Exercise directions: Nothing may be left out or changed. Print every entry.

------------------------

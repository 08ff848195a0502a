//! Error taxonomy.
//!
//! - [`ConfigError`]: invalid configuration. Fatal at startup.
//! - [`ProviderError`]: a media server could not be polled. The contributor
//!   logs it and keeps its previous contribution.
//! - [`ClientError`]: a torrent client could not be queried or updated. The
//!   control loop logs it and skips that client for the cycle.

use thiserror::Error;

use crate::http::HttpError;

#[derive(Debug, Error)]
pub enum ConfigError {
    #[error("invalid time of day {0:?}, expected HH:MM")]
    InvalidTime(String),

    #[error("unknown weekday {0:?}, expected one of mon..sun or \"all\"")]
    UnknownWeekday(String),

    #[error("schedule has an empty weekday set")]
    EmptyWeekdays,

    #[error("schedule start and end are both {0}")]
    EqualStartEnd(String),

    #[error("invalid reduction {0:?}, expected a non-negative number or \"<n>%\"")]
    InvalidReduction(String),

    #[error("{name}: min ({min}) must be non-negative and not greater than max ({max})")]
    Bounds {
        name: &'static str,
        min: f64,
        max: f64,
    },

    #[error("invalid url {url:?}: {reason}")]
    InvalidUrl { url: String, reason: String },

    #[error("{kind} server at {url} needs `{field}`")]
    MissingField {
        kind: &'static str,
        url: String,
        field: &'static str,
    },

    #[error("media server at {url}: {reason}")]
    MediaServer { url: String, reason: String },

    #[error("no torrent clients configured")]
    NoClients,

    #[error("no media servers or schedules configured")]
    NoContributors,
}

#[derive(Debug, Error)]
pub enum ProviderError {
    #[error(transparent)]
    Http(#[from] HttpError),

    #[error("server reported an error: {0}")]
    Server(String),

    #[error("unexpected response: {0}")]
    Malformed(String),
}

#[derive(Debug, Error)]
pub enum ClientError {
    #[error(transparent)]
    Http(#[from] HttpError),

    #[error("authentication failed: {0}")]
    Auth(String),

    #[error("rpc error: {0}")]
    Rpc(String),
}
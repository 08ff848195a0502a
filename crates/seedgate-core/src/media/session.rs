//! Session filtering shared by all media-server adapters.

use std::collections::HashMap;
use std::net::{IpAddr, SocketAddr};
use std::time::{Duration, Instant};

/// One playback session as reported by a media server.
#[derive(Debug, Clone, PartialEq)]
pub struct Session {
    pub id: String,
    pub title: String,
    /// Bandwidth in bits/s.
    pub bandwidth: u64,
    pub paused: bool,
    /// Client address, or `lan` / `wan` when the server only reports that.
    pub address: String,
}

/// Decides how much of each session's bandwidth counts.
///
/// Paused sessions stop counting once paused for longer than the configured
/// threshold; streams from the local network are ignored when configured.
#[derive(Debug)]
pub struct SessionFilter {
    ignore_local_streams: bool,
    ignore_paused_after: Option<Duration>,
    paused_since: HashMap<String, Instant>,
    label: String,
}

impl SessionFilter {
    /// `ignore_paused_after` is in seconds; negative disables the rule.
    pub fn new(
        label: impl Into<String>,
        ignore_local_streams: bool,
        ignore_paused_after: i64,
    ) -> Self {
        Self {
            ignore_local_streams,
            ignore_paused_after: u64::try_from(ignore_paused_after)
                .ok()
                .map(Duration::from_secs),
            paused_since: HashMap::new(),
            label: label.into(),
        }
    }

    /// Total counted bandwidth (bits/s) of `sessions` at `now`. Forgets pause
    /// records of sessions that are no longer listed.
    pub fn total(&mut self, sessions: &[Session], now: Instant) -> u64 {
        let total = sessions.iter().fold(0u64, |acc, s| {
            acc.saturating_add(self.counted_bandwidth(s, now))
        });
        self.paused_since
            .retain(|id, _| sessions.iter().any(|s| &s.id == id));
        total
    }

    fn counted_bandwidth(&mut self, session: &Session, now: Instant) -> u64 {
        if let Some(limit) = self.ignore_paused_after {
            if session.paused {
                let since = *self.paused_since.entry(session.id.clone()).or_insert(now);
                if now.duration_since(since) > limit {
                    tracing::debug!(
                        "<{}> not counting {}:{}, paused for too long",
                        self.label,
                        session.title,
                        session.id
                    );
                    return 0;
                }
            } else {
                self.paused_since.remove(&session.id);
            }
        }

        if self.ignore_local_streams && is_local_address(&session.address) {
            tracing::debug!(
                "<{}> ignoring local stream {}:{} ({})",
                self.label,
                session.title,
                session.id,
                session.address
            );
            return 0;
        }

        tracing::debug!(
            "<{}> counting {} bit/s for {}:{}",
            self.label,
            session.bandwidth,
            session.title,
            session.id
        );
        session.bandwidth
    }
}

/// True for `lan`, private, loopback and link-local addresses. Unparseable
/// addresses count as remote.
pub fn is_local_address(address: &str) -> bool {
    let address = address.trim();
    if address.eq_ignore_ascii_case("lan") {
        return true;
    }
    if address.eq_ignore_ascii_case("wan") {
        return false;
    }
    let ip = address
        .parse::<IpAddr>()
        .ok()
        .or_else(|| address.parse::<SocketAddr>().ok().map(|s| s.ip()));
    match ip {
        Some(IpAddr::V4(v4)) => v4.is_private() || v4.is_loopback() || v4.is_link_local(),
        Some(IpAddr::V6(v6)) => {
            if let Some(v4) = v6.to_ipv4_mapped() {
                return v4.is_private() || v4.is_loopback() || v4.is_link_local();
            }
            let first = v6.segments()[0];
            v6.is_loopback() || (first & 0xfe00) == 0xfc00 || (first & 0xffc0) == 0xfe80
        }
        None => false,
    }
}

------------------------

Solution for this exercise:
repository 08ff848195a0502a
//! Error taxonomy.
//!
//! - [`ConfigError`]: invalid configuration. Fatal at startup.
//! - [`ProviderError`]: a media server could not be polled. The contributor
//!   logs it and keeps its previous contribution.
//! - [`ClientError`]: a torrent client could not be queried or updated. The
//!   control loop logs it and skips that client for the cycle.

use thiserror::Error;

use crate::http::HttpError;

#[derive(Debug, Error)]
pub enum ConfigError {
    #[error("invalid time of day {0:?}, expected HH:MM")]
    InvalidTime(String),

    #[error("unknown weekday {0:?}, expected one of mon..sun or \"all\"")]
    UnknownWeekday(String),

    #[error("schedule has an empty weekday set")]
    EmptyWeekdays,

    #[error("schedule start and end are both {0}")]
    EqualStartEnd(String),

    #[error("invalid reduction {0:?}, expected a non-negative number or \"<n>%\"")]
    InvalidReduction(String),

    #[error("{name}: min ({min}) must be non-negative and not greater than max ({max})")]
    Bounds {
        name: &'static str,
        min: f64,
        max: f64,
    },

    #[error("invalid url {url:?}: {reason}")]
    InvalidUrl { url: String, reason: String },

    #[error("{kind} server at {url} needs `{field}`")]
    MissingField {
        kind: &'static str,
        url: String,
        field: &'static str,
    },

    #[error("media server at {url}: {reason}")]
    MediaServer { url: String, reason: String },

    #[error("no torrent clients configured")]
    NoClients,

    #[error("no media servers or schedules configured")]
    NoContributors,
}

#[derive(Debug, Error)]
pub enum ProviderError {
    #[error(transparent)]
    Http(#[from] HttpError),

    #[error("server reported an error: {0}")]
    Server(String),

    #[error("unexpected response: {0}")]
    Malformed(String),
}

#[derive(Debug, Error)]
pub enum ClientError {
    #[error(transparent)]
    Http(#[from] HttpError),

    #[error("authentication failed: {0}")]
    Auth(String),

    #[error("rpc error: {0}")]
    Rpc(String),
}
repository 08ff848195a0502a
filename crates/seedgate-core/src/media/session.rs
//! Session filtering shared by all media-server adapters.

use std::collections::HashMap;
use std::net::{IpAddr, SocketAddr};
use std::time::{Duration, Instant};

/// One playback session as reported by a media server.
#[derive(Debug, Clone, PartialEq)]
pub struct Session {
    pub id: String,
    pub title: String,
    /// Bandwidth in bits/s.
    pub bandwidth: u64,
    pub paused: bool,
    /// Client address, or `lan` / `wan` when the server only reports that.
    pub address: String,
}

/// Decides how much of each session's bandwidth counts.
///
/// Paused sessions stop counting once paused for longer than the configured
/// threshold; streams from the local network are ignored when configured.
#[derive(Debug)]
pub struct SessionFilter {
    ignore_local_streams: bool,
    ignore_paused_after: Option<Duration>,
    paused_since: HashMap<String, Instant>,
    label: String,
}

impl SessionFilter {
    /// `ignore_paused_after` is in seconds; negative disables the rule.
    pub fn new(
        label: impl Into<String>,
        ignore_local_streams: bool,
        ignore_paused_after: i64,
    ) -> Self {
        Self {
            ignore_local_streams,
            ignore_paused_after: u64::try_from(ignore_paused_after)
                .ok()
                .map(Duration::from_secs),
            paused_since: HashMap::new(),
            label: label.into(),
        }
    }

    /// Total counted bandwidth (bits/s) of `sessions` at `now`. Forgets pause
    /// records of sessions that are no longer listed.
    pub fn total(&mut self, sessions: &[Session], now: Instant) -> u64 {
        let total = sessions.iter().fold(0u64, |acc, s| {
            acc.saturating_add(self.counted_bandwidth(s, now))
        });
        self.paused_since
            .retain(|id, _| sessions.iter().any(|s| &s.id == id));
        total
    }

    fn counted_bandwidth(&mut self, session: &Session, now: Instant) -> u64 {
        if let Some(limit) = self.ignore_paused_after {
            if session.paused {
                let since = *self.paused_since.entry(session.id.clone()).or_insert(now);
                if now.duration_since(since) > limit {
                    tracing::debug!(
                        "<{}> not counting {}:{}, paused for too long",
                        self.label,
                        session.title,
                        session.id
                    );
                    return 0;
                }
            } else {
                self.paused_since.remove(&session.id);
            }
        }

        if self.ignore_local_streams && is_local_address(&session.address) {
            tracing::debug!(
                "<{}> ignoring local stream {}:{} ({})",
                self.label,
                session.title,
                session.id,
                session.address
            );
            return 0;
        }

        tracing::debug!(
            "<{}> counting {} bit/s for {}:{}",
            self.label,
            session.bandwidth,
            session.title,
            session.id
        );
        session.bandwidth
    }
}

/// True for `lan`, private, loopback and link-local addresses. Unparseable
/// addresses count as remote.
pub fn is_local_address(address: &str) -> bool {
    let address = address.trim();
    if address.eq_ignore_ascii_case("lan") {
        return true;
    }
    if address.eq_ignore_ascii_case("wan") {
        return false;
    }
    let ip = address
        .parse::<IpAddr>()
        .ok()
        .or_else(|| address.parse::<SocketAddr>().ok().map(|s| s.ip()));
    match ip {
        Some(IpAddr::V4(v4)) => v4.is_private() || v4.is_loopback() || v4.is_link_local(),
        Some(IpAddr::V6(v6)) => {
            if let Some(v4) = v6.to_ipv4_mapped() {
                return v4.is_private() || v4.is_loopback() || v4.is_link_local();
            }
            let first = v6.segments()[0];
            v6.is_loopback() || (first & 0xfe00) == 0xfc00 || (first & 0xffc0) == 0xfe80
        }
        None => false,
    }
}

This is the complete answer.